8. A method for real-time monitoring and early warning of road surfaces in rain and snow weather based on deep learning according to claim 7, characterized in that, The iterative optimization specifically includes: Iterative training is performed on the stable images and stable pixels obtained during the training process of the student model; During the training iterations, previously unfiltered unstable images are included in the training dataset; In each training iteration, the stability and prediction confidence of the pixels are recalculated based on the pixel prediction results of the current student model. Generating or updating pseudo-labels and weight matrices based on updated stability and confidence; The student model is jointly trained using the updated pseudo-labels and pixel weights; Repeat the training steps iteratively until the predetermined number of training rounds is completed.

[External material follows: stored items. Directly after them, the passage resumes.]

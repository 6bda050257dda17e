//! Per-connection engine.
//!
//! After the handshake two loops run concurrently on one task:
//!
//! - the read loop owns the transport stream and the inbound cipher. It
//!   answers verification requests and forwards decrypted data, in wire
//!   order, to the application.
//! - the write loop owns the transport sink and the outbound cipher. It sends
//!   status replies from the read loop and encrypts application messages one
//!   at a time.
//!
//! Whichever loop stops first fires the shared [`CloseSignal`]; the other
//! observes it at its next wait. Only the write loop closes the sink, once.
//!
//! While a verification request waits on the confirmation policy the read
//! loop keeps polling the transport, queueing frames for afterwards, so a
//! client leaving mid-confirmation still ends the connection.

use futures::SinkExt;
use std::collections::VecDeque;
use std::sync::atomic::{AtomicBool, Ordering};
use std::sync::Arc;
use tokio::sync::{mpsc, watch};
use tracing::{debug, info, warn};

use base_common::{Frame, StatusCode};
use base_crypto::{
    ChannelFingerprint, PairingFlag, PeerKey, SessionReceiver, SessionSender, StaticIdentity,
};

use crate::backend::{AppLink, Application, ClientInfo};
use crate::config::GatewaySettings;
use crate::error::ConnectionError;
use crate::handshake::perform_handshake;
use crate::pairing::PairingGate;
use crate::registry::{ClientId, ConnectionRegistry, ConnectionState};
use crate::transport::{recv_frame, send_frame, FrameSink, FrameStream};

/// Pending status replies from the read loop to the write loop.
const CONTROL_CAPACITY: usize = 4;

/// Frames read ahead while a pairing confirmation is pending.
const BACKLOG_CAPACITY: usize = 32;

/// One-shot close notification shared by a connection's loops.
#[derive(Clone)]
pub struct CloseSignal(Arc<watch::Sender<bool>>);

impl CloseSignal {
    pub fn new() -> Self {
        let (tx, _rx) = watch::channel(false);
        Self(Arc::new(tx))
    }

    /// Request close. Safe to call any number of times.
    pub fn close(&self) {
        self.0.send_replace(true);
    }

    pub fn is_closed(&self) -> bool {
        *self.0.borrow()
    }

    /// Resolves once [`close`](Self::close) has been called.
    pub async fn closed(&self) {
        let mut rx = self.0.subscribe();
        // The sender lives as long as `self`, so this only returns on close.
        let _ = rx.wait_for(|closed| *closed).await;
    }
}

impl Default for CloseSignal {
    fn default() -> Self {
        Self::new()
    }
}

/// Removes the connection from the registry exactly once.
struct Cleanup {
    id: ClientId,
    registry: ConnectionRegistry,
    done: AtomicBool,
}

impl Cleanup {
    async fn run(&self) {
        if self.done.swap(true, Ordering::AcqRel) {
            return;
        }
        self.registry.set_state(self.id, ConnectionState::Closed).await;
        self.registry.deregister(self.id).await;
    }
}

/// Shared state behind every connection of a gateway.
pub struct ConnectionEngine {
    identity: Arc<StaticIdentity>,
    gate: PairingGate,
    registry: ConnectionRegistry,
    application: Arc<dyn Application>,
    settings: GatewaySettings,
}

impl ConnectionEngine {
    pub fn new(
        identity: Arc<StaticIdentity>,
        gate: PairingGate,
        application: Arc<dyn Application>,
        settings: GatewaySettings,
    ) -> Self {
        Self {
            identity,
            gate,
            registry: ConnectionRegistry::new(),
            application,
            settings,
        }
    }

    pub fn registry(&self) -> &ConnectionRegistry {
        &self.registry
    }

    pub fn gate(&self) -> &PairingGate {
        &self.gate
    }

    pub fn settings(&self) -> &GatewaySettings {
        &self.settings
    }

    /// Serve one accepted transport until it closes.
    ///
    /// A peer closing the transport after the handshake is a normal end and
    /// returns `Ok`. The connection is deregistered before this returns.
    pub async fn run<Si, St>(&self, sink: Si, stream: St) -> Result<(), ConnectionError>
    where
        Si: FrameSink,
        St: FrameStream,
    {
        let id = ClientId::new();
        self.registry.register(id).await;
        info!("client {} connected", id);

        let cleanup = Cleanup {
            id,
            registry: self.registry.clone(),
            done: AtomicBool::new(false),
        };
        let result = self.drive(id, sink, stream, &cleanup).await;
        cleanup.run().await;

        match &result {
            Ok(()) => info!("client {} disconnected", id),
            Err(err) => warn!("client {} closed: {}", id, err),
        }
        result
    }

    async fn drive<Si, St>(
        &self,
        id: ClientId,
        mut sink: Si,
        mut stream: St,
        cleanup: &Cleanup,
    ) -> Result<(), ConnectionError>
    where
        Si: FrameSink,
        St: FrameStream,
    {
        self.registry.set_state(id, ConnectionState::Handshaking).await;

        let handshake = tokio::time::timeout(
            self.settings.handshake_timeout,
            perform_handshake(&mut sink, &mut stream, &self.identity, &self.gate),
        )
        .await;
        let established = match handshake {
            Ok(Ok(established)) => established,
            Ok(Err(err)) => {
                let _ = sink.close().await;
                return Err(err);
            }
            Err(_) => {
                let _ = sink.close().await;
                return Err(ConnectionError::HandshakeTimeout(
                    self.settings.handshake_timeout,
                ));
            }
        };

        let peer = established.peer;
        let status = established.status();
        let Some(fingerprint) = established.session.fingerprint().cloned() else {
            let _ = sink.close().await;
            return Err(ConnectionError::protocol("established session has no channel binding"));
        };
        self.registry.set_peer(id, peer).await;
        let state = match status {
            StatusCode::Success => ConnectionState::Paired,
            StatusCode::PairingRequired => ConnectionState::Unpaired,
        };
        self.registry.set_state(id, state).await;
        info!(
            "client {} completed handshake with peer {} ({:?})",
            id,
            peer.short(),
            state
        );

        let AppLink { inbound, outbound } = self.application.attach(ClientInfo { id, peer });
        self.registry.set_state(id, ConnectionState::Operational).await;

        if let Err(err) = send_frame(&mut sink, &Frame::Status(status)).await {
            let _ = sink.close().await;
            return Err(err);
        }

        let pairing = established.session.pairing_flag();
        let (sender, receiver) = established.session.split();
        let close = CloseSignal::new();
        let (control_tx, control_rx) = mpsc::channel(CONTROL_CAPACITY);

        let reader = ReadLoop {
            id,
            peer,
            fingerprint,
            pairing,
            receiver,
            inbound,
            control: control_tx,
            gate: &self.gate,
        };
        let writer = WriteLoop {
            id,
            sender,
            outbound,
            control: control_rx,
        };

        let (read_result, write_result) = tokio::join!(
            async {
                let result = reader.run(&mut stream, &close).await;
                close.close();
                cleanup.run().await;
                result
            },
            async {
                let result = writer.run(&mut sink, &close).await;
                close.close();
                let _ = sink.close().await;
                cleanup.run().await;
                result
            },
        );

        read_result.and(write_result)
    }
}

struct ReadLoop<'a> {
    id: ClientId,
    peer: PeerKey,
    fingerprint: ChannelFingerprint,
    pairing: PairingFlag,
    receiver: SessionReceiver,
    inbound: mpsc::Sender<Vec<u8>>,
    control: mpsc::Sender<StatusCode>,
    gate: &'a PairingGate,
}

impl ReadLoop<'_> {
    async fn run<St: FrameStream>(
        mut self,
        stream: &mut St,
        close: &CloseSignal,
    ) -> Result<(), ConnectionError> {
        let mut backlog = VecDeque::new();
        loop {
            let frame = match backlog.pop_front() {
                Some(frame) => frame,
                None => {
                    let frame = tokio::select! {
                        _ = close.closed() => return Ok(()),
                        frame = recv_frame(stream) => frame,
                    };
                    match frame {
                        Ok(frame) => frame,
                        Err(err) if err.is_closed() => return Ok(()),
                        Err(err) => return Err(err),
                    }
                }
            };

            match frame {
                Frame::VerifyPairing => {
                    let Some(status) = self.confirm(stream, close, &mut backlog).await? else {
                        return Ok(());
                    };
                    debug!("client {} verification status {:?}", self.id, status);
                    if self.control.send(status).await.is_err() {
                        return Ok(());
                    }
                }
                Frame::Data(ciphertext) => {
                    // PairingRequired is fatal as well: the peer has already
                    // spent a nonce on a message we won't accept.
                    let plaintext = self
                        .receiver
                        .decrypt(&ciphertext)
                        .map_err(ConnectionError::DecryptFailed)?;
                    tokio::select! {
                        _ = close.closed() => return Ok(()),
                        sent = self.inbound.send(plaintext) => {
                            if sent.is_err() {
                                return Ok(());
                            }
                        }
                    }
                }
                other => {
                    return Err(ConnectionError::protocol(format!(
                        "unexpected {:?} frame from client",
                        other.opcode()
                    )))
                }
            }
        }
    }

    /// Await the pairing decision. `None` means the connection is ending.
    async fn confirm<St: FrameStream>(
        &self,
        stream: &mut St,
        close: &CloseSignal,
        backlog: &mut VecDeque<Frame>,
    ) -> Result<Option<StatusCode>, ConnectionError> {
        let confirmation = self
            .gate
            .confirm_pairing(&self.peer, &self.fingerprint, &self.pairing);
        tokio::pin!(confirmation);

        loop {
            tokio::select! {
                _ = close.closed() => return Ok(None),
                status = &mut confirmation => return Ok(Some(status)),
                frame = recv_frame(stream), if backlog.len() < BACKLOG_CAPACITY => match frame {
                    Ok(frame) => backlog.push_back(frame),
                    Err(err) if err.is_closed() => {
                        debug!("client {} left during pairing confirmation", self.id);
                        return Ok(None);
                    }
                    Err(err) => return Err(err),
                },
            }
        }
    }
}

struct WriteLoop {
    id: ClientId,
    sender: SessionSender,
    outbound: mpsc::Receiver<Vec<u8>>,
    control: mpsc::Receiver<StatusCode>,
}

impl WriteLoop {
    async fn run<Si: FrameSink>(
        mut self,
        sink: &mut Si,
        close: &CloseSignal,
    ) -> Result<(), ConnectionError> {
        loop {
            tokio::select! {
                biased;
                _ = close.closed() => return Ok(()),
                Some(status) = self.control.recv() => {
                    send_frame(sink, &Frame::Status(status)).await?;
                }
                message = self.outbound.recv() => {
                    let Some(message) = message else {
                        debug!("application closed the link for client {}", self.id);
                        return Ok(());
                    };
                    let ciphertext = self
                        .sender
                        .encrypt(&message)
                        .map_err(ConnectionError::EncryptFailed)?;
                    send_frame(sink, &Frame::Data(ciphertext)).await?;
                }
            }
        }
    }
}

9. A method for real-time monitoring and early warning of road surfaces in rain and snow weather based on deep learning, as described in claim 8, is characterized in that, The output pavement rain and snow distribution results and early warning results specifically include: The segmentation result matrix generated by the trained SegFormer student model is converted into road rain and snow distribution results, where the category label of each pixel represents the corresponding rain and snow state. Regional clustering is performed on road rain and snow distribution results to identify continuous rain and snow disturbance areas; Based on the area of rain and snow, potential risk areas are identified, and road rain and snow warning results are generated. The output includes a monitoring and early warning model that includes road rain and snow distribution results and early warning results.